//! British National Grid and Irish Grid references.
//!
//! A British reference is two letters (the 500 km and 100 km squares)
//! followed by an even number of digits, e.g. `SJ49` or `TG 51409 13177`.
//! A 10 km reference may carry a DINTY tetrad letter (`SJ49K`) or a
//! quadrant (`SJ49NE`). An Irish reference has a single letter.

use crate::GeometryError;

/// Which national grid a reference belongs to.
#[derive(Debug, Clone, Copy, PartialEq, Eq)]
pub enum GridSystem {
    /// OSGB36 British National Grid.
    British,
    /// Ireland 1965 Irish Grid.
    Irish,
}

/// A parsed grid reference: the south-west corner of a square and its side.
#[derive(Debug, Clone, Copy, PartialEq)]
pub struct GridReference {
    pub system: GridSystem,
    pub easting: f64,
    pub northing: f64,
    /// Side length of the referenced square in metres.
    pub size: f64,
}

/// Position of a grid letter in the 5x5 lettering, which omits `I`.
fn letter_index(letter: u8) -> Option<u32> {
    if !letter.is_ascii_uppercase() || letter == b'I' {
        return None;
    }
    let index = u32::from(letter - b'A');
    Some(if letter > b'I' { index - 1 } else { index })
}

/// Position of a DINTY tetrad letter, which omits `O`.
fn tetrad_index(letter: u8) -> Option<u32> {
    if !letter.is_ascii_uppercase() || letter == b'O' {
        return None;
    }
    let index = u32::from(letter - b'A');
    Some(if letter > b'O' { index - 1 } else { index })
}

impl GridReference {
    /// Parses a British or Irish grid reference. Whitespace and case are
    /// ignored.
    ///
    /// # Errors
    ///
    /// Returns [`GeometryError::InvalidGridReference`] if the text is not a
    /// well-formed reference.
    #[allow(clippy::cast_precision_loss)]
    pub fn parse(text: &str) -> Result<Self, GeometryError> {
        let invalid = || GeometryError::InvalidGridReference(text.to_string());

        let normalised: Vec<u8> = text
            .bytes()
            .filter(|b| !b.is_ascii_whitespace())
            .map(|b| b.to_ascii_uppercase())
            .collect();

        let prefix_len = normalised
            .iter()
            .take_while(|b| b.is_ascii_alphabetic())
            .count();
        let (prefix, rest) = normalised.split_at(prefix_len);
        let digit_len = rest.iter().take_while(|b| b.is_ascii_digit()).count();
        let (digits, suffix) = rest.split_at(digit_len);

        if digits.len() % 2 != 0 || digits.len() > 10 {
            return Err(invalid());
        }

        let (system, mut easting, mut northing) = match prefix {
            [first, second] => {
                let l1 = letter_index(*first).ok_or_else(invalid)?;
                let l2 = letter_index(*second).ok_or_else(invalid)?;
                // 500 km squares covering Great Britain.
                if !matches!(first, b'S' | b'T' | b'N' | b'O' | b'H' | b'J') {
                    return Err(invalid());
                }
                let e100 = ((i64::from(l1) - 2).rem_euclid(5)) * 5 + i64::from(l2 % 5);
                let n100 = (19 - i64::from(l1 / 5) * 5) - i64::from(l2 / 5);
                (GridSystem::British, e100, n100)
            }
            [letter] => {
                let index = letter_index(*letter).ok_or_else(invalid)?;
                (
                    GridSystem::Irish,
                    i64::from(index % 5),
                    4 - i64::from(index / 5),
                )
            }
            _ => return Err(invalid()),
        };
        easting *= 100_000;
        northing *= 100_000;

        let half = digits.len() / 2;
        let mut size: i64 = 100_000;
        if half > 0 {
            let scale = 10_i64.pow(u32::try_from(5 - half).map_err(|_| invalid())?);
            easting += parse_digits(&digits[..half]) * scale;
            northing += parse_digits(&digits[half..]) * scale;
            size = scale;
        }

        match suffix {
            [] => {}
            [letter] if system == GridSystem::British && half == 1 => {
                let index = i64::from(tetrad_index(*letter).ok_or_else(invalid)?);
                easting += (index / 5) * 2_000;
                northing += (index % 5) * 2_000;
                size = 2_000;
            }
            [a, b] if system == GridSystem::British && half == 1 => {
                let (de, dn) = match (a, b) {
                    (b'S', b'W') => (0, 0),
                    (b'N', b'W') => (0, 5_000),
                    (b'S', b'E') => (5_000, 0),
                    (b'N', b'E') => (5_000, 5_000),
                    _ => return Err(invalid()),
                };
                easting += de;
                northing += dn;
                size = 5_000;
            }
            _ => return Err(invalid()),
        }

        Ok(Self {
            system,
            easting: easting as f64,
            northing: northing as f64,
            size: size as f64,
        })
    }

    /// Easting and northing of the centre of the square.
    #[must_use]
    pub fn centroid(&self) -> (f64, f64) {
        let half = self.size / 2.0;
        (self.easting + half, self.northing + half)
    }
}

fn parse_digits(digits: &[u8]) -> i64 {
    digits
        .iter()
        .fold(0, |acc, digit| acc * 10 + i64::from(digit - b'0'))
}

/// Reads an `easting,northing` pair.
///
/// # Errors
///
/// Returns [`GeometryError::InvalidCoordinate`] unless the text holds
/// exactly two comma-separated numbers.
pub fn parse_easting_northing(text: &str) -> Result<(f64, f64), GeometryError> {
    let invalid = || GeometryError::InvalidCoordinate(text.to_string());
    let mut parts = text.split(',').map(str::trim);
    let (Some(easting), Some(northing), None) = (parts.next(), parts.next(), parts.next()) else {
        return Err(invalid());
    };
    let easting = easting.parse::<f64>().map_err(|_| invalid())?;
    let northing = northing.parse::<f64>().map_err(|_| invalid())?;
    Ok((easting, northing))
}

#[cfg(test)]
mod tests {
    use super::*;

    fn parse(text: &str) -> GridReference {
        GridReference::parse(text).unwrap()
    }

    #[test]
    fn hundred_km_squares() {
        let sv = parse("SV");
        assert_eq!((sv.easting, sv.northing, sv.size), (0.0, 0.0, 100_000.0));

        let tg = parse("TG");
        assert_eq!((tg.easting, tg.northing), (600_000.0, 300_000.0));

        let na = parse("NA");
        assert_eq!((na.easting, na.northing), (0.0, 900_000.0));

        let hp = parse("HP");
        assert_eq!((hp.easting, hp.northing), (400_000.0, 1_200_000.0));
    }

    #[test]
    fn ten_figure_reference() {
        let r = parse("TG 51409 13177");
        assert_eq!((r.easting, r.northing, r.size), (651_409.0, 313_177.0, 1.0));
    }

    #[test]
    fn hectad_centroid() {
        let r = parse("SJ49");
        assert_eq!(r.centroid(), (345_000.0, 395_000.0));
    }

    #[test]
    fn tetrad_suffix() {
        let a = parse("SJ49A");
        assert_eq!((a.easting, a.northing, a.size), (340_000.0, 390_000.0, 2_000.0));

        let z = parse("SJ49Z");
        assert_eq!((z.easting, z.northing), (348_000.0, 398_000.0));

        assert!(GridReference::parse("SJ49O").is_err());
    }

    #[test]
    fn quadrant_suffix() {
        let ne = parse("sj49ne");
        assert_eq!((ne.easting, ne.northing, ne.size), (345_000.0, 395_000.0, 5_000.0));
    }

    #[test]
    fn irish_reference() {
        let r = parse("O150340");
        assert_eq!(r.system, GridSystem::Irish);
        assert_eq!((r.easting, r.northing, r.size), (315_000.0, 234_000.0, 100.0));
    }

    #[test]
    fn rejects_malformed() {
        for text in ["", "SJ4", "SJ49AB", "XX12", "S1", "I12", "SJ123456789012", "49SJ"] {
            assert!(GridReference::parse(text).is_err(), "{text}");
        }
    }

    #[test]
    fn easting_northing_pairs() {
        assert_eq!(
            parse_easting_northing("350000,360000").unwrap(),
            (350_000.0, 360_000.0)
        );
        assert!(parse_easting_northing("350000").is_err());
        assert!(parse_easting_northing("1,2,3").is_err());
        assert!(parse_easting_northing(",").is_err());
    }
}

########

◆ **AIM OF THE EXERCISE**: Print the listing above from its first line through the line with "followed by an", and stop there.

◆ **WRITTEN RESPONSE**:
//! British National Grid and Irish Grid references.
//!
//! A British reference is two letters (the 500 km and 100 km squares)
//! followed by an even number of digits, e.g. `SJ49` or `TG 51409 13177`.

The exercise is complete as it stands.